#### Material to process:
# # # # #

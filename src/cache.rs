//! Aggregate result cache
//!
//! TTL + generation-based cache for aggregator output. Invalidation is
//! deliberately coarse: one atomic generation bump stales every entry at
//! once, so a visibility toggle can never under-invalidate. The source
//! system tracked dozens of fine-grained invalidation keys by hand and
//! that bookkeeping was itself a source of stale-read bugs.
//!
//! Keys embed the principal's role: a result computed for a member must
//! never be served to an anonymous requester or vice versa.

use crate::config::VisibilityConfig;
use crate::principal::Role;
use dashmap::DashMap;
use serde::de::DeserializeOwned;
use serde::Serialize;
use std::fmt;
use std::sync::atomic::{AtomicU64, Ordering};
use std::sync::Arc;
use std::time::{Duration, Instant};
use tracing::{debug, info, warn};

/// Cache key for an aggregator call
#[derive(Debug, Clone, PartialEq, Eq, Hash)]
pub struct CacheKey {
    /// Operation name (e.g. "get_popular_items")
    pub op: String,
    /// Requesting principal's role - results are role-scoped
    pub role: Role,
    /// Digest of the serialized call arguments
    pub args_hash: String,
}

impl CacheKey {
    /// Create a key from operation, role and serialized arguments
    pub fn new(op: &str, role: Role, args: &str) -> Self {
        let args_hash = if args.is_empty() {
            "empty".to_string()
        } else {
            use sha2::{Digest, Sha256};
            let mut hasher = Sha256::new();
            hasher.update(args.as_bytes());
            let hash = hasher.finalize();
            hex::encode(&hash[..8])
        };

        Self {
            op: op.to_string(),
            role,
            args_hash,
        }
    }

    /// Convert to storage key string, format: op:role:args_hash
    pub fn to_storage_key(&self) -> String {
        format!("{}:{}:{}", self.op, self.role, self.args_hash)
    }
}

impl fmt::Display for CacheKey {
    fn fmt(&self, f: &mut fmt::Formatter<'_>) -> fmt::Result {
        write!(f, "{}:{}({})", self.op, self.role, self.args_hash)
    }
}

/// Cached entry: serialized result plus the generation it was computed in
struct CacheEntry {
    value: serde_json::Value,
    cached_at: Instant,
    expires_at: Instant,
    generation: u64,
}

/// Statistics snapshot
#[derive(Debug, Clone, Default)]
pub struct CacheStats {
    /// Live entries (including stale ones not yet swept)
    pub entry_count: usize,
    /// Cache hits
    pub hits: u64,
    /// Cache misses (absent, expired, or stale generation)
    pub misses: u64,
    /// Coarse invalidations performed
    pub invalidations: u64,
    /// Evictions due to the entry bound
    pub evictions: u64,
    /// Current generation
    pub generation: u64,
}

impl CacheStats {
    /// Hit rate as percentage
    pub fn hit_rate(&self) -> f64 {
        let total = self.hits + self.misses;
        if total == 0 {
            0.0
        } else {
            (self.hits as f64 / total as f64) * 100.0
        }
    }
}

/// Thread-safe aggregate cache with O(1) coarse invalidation
pub struct AggregateCache {
    entries: DashMap<String, CacheEntry>,
    generation: AtomicU64,
    hits: AtomicU64,
    misses: AtomicU64,
    invalidations: AtomicU64,
    evictions: AtomicU64,
    ttl: Duration,
    max_entries: usize,
}

impl AggregateCache {
    /// Create a cache from configuration
    pub fn new(config: &VisibilityConfig) -> Self {
        Self {
            entries: DashMap::new(),
            generation: AtomicU64::new(0),
            hits: AtomicU64::new(0),
            misses: AtomicU64::new(0),
            invalidations: AtomicU64::new(0),
            evictions: AtomicU64::new(0),
            ttl: config.cache_ttl,
            max_entries: config.cache_max_entries,
        }
    }

    /// Create with default configuration
    pub fn with_defaults() -> Self {
        Self::new(&VisibilityConfig::default())
    }

    /// Get a cached result. O(1).
    ///
    /// Misses on absence, TTL expiry, or a stale generation.
    pub fn get<T: DeserializeOwned>(&self, key: &CacheKey) -> Option<T> {
        let storage_key = key.to_storage_key();
        let current_gen = self.generation.load(Ordering::Acquire);

        if let Some(entry) = self.entries.get(&storage_key) {
            if entry.generation == current_gen && Instant::now() < entry.expires_at {
                match serde_json::from_value(entry.value.clone()) {
                    Ok(value) => {
                        self.hits.fetch_add(1, Ordering::Relaxed);
                        debug!(key = %storage_key, "Aggregate cache hit");
                        return Some(value);
                    }
                    Err(e) => {
                        warn!(key = %storage_key, error = %e, "Cached payload failed to decode");
                    }
                }
            }
            // Expired, stale generation, or undecodable
            drop(entry);
            self.entries.remove(&storage_key);
        }

        self.misses.fetch_add(1, Ordering::Relaxed);
        debug!(key = %storage_key, "Aggregate cache miss");
        None
    }

    /// The current generation. Read paths capture this before touching the
    /// backing store and pass it to `insert`, so a result computed from
    /// pre-invalidation state can never be stamped as fresh.
    pub fn generation(&self) -> u64 {
        self.generation.load(Ordering::Acquire)
    }

    /// Store a result computed in `generation`. O(1) amortized.
    ///
    /// `generation` must be the value of `generation()` observed before the
    /// backing reads began. If an invalidation landed while the result was
    /// being computed, the entry is stored already stale and the next `get`
    /// misses - stamping the generation at insert time instead would cache
    /// pre-invalidation data as fresh for a full TTL.
    pub fn insert<T: Serialize>(&self, key: &CacheKey, value: &T, generation: u64) {
        // max_entries == 0 means caching is disabled
        if self.max_entries == 0 {
            return;
        }

        let payload = match serde_json::to_value(value) {
            Ok(payload) => payload,
            Err(e) => {
                warn!(key = %key.to_storage_key(), error = %e, "Result not cacheable");
                return;
            }
        };

        self.evict_until_fits();

        let now = Instant::now();
        let entry = CacheEntry {
            value: payload,
            cached_at: now,
            expires_at: now + self.ttl,
            generation,
        };
        self.entries.insert(key.to_storage_key(), entry);
    }

    /// Invalidate every cached aggregate. O(1).
    ///
    /// Called synchronously on the mutation success path, so a caller that
    /// observed a successful toggle is guaranteed the next aggregator call
    /// recomputes from current state.
    pub fn invalidate_all(&self) -> u64 {
        let generation = self.generation.fetch_add(1, Ordering::AcqRel) + 1;
        self.invalidations.fetch_add(1, Ordering::Relaxed);
        info!(generation = generation, "Aggregate cache invalidated");
        generation
    }

    /// Remove expired and stale-generation entries. Returns removed count.
    pub fn cleanup_expired(&self) -> usize {
        let now = Instant::now();
        let current_gen = self.generation.load(Ordering::Acquire);

        let stale_keys: Vec<String> = self
            .entries
            .iter()
            .filter(|entry| now >= entry.expires_at || entry.generation != current_gen)
            .map(|entry| entry.key().clone())
            .collect();

        let mut removed = 0;
        for key in &stale_keys {
            if self.entries.remove(key).is_some() {
                removed += 1;
            }
        }

        if removed > 0 {
            debug!(removed = removed, "Cleaned up stale cache entries");
        }
        removed
    }

    /// Get a statistics snapshot
    pub fn stats(&self) -> CacheStats {
        CacheStats {
            entry_count: self.entries.len(),
            hits: self.hits.load(Ordering::Relaxed),
            misses: self.misses.load(Ordering::Relaxed),
            invalidations: self.invalidations.load(Ordering::Relaxed),
            evictions: self.evictions.load(Ordering::Relaxed),
            generation: self.generation.load(Ordering::Acquire),
        }
    }

    /// Evict oldest entries until one more fits under the bound.
    /// Callers guarantee max_entries > 0.
    fn evict_until_fits(&self) {
        if self.entries.len() < self.max_entries {
            return;
        }

        let mut by_age: Vec<(String, Instant)> = self
            .entries
            .iter()
            .map(|entry| (entry.key().clone(), entry.cached_at))
            .collect();
        by_age.sort_by_key(|(_, cached_at)| *cached_at);

        let to_remove = by_age.len().saturating_sub(self.max_entries - 1);
        for (key, _) in by_age.into_iter().take(to_remove) {
            if self.entries.remove(&key).is_some() {
                self.evictions.fetch_add(1, Ordering::Relaxed);
            }
        }
    }
}

impl Default for AggregateCache {
    fn default() -> Self {
        Self::with_defaults()
    }
}

/// Spawn a background task to periodically sweep stale entries
pub fn spawn_cleanup_task(cache: Arc<AggregateCache>, interval: Duration) {
    tokio::spawn(async move {
        loop {
            tokio::time::sleep(interval).await;
            let removed = cache.cleanup_expired();
            let stats = cache.stats();
            debug!(
                removed = removed,
                entries = stats.entry_count,
                hit_rate = format!("{:.1}%", stats.hit_rate()),
                "Cache cleanup completed"
            );
        }
    });

    info!(
        interval_secs = interval.as_secs(),
        "Cache cleanup task started"
    );
}

#[cfg(test)]
mod tests {
    use super::*;

    fn tiny_ttl_cache(ttl_ms: u64) -> AggregateCache {
        AggregateCache::new(&VisibilityConfig {
            cache_ttl: Duration::from_millis(ttl_ms),
            cache_max_entries: 4,
        })
    }

    #[test]
    fn test_key_deterministic_and_role_scoped() {
        let a = CacheKey::new("get_popular_items", Role::Member, r#"{"limit":10}"#);
        let b = CacheKey::new("get_popular_items", Role::Member, r#"{"limit":10}"#);
        let c = CacheKey::new("get_popular_items", Role::Anonymous, r#"{"limit":10}"#);
        let d = CacheKey::new("get_popular_items", Role::Member, r#"{"limit":25}"#);

        assert_eq!(a.to_storage_key(), b.to_storage_key());
        assert_ne!(a.to_storage_key(), c.to_storage_key());
        assert_ne!(a.to_storage_key(), d.to_storage_key());
        assert!(a.to_storage_key().contains("member"));
    }

    #[test]
    fn test_get_set_roundtrip() {
        let cache = AggregateCache::with_defaults();
        let key = CacheKey::new("get_recent_items", Role::Member, r#"{"limit":5}"#);

        assert!(cache.get::<Vec<String>>(&key).is_none());

        cache.insert(
            &key,
            &vec!["intro".to_string(), "guide".to_string()],
            cache.generation(),
        );
        let cached: Vec<String> = cache.get(&key).expect("should hit");
        assert_eq!(cached, vec!["intro", "guide"]);

        let stats = cache.stats();
        assert_eq!(stats.hits, 1);
        assert_eq!(stats.misses, 1);
    }

    #[test]
    fn test_invalidate_all_stales_everything() {
        let cache = AggregateCache::with_defaults();
        let key = CacheKey::new("get_popular_items", Role::Member, "{}");
        cache.insert(&key, &vec![1u32, 2, 3], cache.generation());
        assert!(cache.get::<Vec<u32>>(&key).is_some());

        cache.invalidate_all();
        assert!(cache.get::<Vec<u32>>(&key).is_none(), "stale generation must miss");
    }

    #[test]
    fn test_insert_after_invalidation_is_already_stale() {
        // The read-path interleave: a reader misses, captures the generation
        // and goes to the store; a visibility toggle invalidates while that
        // read is in flight; the reader then caches its pre-toggle result.
        // The entry carries the captured generation, so it must never be
        // served as fresh.
        let cache = AggregateCache::with_defaults();
        let key = CacheKey::new("get_recent_items", Role::Member, r#"{"limit":10}"#);

        let observed = cache.generation();
        assert!(cache.get::<Vec<String>>(&key).is_none());

        cache.invalidate_all();
        cache.insert(&key, &vec!["old-notes".to_string()], observed);

        assert!(
            cache.get::<Vec<String>>(&key).is_none(),
            "pre-toggle result cached across an invalidation must miss"
        );
    }

    #[test]
    fn test_ttl_expiry() {
        let cache = tiny_ttl_cache(20);
        let key = CacheKey::new("get_recent_activity", Role::Admin, "{}");
        cache.insert(&key, &"payload".to_string(), cache.generation());
        assert!(cache.get::<String>(&key).is_some());

        std::thread::sleep(Duration::from_millis(40));
        assert!(cache.get::<String>(&key).is_none(), "expired entry must miss");
    }

    #[test]
    fn test_eviction_bound() {
        let cache = tiny_ttl_cache(60_000);
        for i in 0..10 {
            let key = CacheKey::new("op", Role::Member, &format!("{{\"limit\":{i}}}"));
            cache.insert(&key, &i, cache.generation());
        }
        assert!(cache.stats().entry_count <= 4);
        assert!(cache.stats().evictions > 0);
    }

    #[test]
    fn test_zero_max_entries_disables_caching() {
        let cache = AggregateCache::new(&VisibilityConfig {
            cache_ttl: Duration::from_secs(60),
            cache_max_entries: 0,
        });
        let key = CacheKey::new("get_popular_items", Role::Member, "{}");

        cache.insert(&key, &1u32, cache.generation());

        assert_eq!(cache.stats().entry_count, 0, "nothing may be stored");
        assert!(cache.get::<u32>(&key).is_none());
    }

    #[test]
    fn test_cleanup_task_sweeps_expired_entries() {
        tokio_test::block_on(async {
            let cache = Arc::new(tiny_ttl_cache(10));
            let key = CacheKey::new("get_popular_items", Role::Member, "{}");
            cache.insert(&key, &1u32, cache.generation());

            spawn_cleanup_task(cache.clone(), Duration::from_millis(20));
            tokio::time::sleep(Duration::from_millis(80)).await;

            assert_eq!(cache.stats().entry_count, 0);
        });
    }

    #[test]
    fn test_cleanup_removes_stale_generations() {
        let cache = AggregateCache::with_defaults();
        let key = CacheKey::new("op", Role::Member, "{}");
        cache.insert(&key, &1u32, cache.generation());
        cache.invalidate_all();

        let removed = cache.cleanup_expired();
        assert_eq!(removed, 1);
        assert_eq!(cache.stats().entry_count, 0);
    }
}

# # # # #

#### Work instruction:
What lines above hold the word "payload"? List them all.

#### Exercise result:
                        warn!(key = %storage_key, error = %e, "Cached payload failed to decode");
        let payload = match serde_json::to_value(value) {
            Ok(payload) => payload,
            value: payload,
        cache.insert(&key, &"payload".to_string(), cache.generation());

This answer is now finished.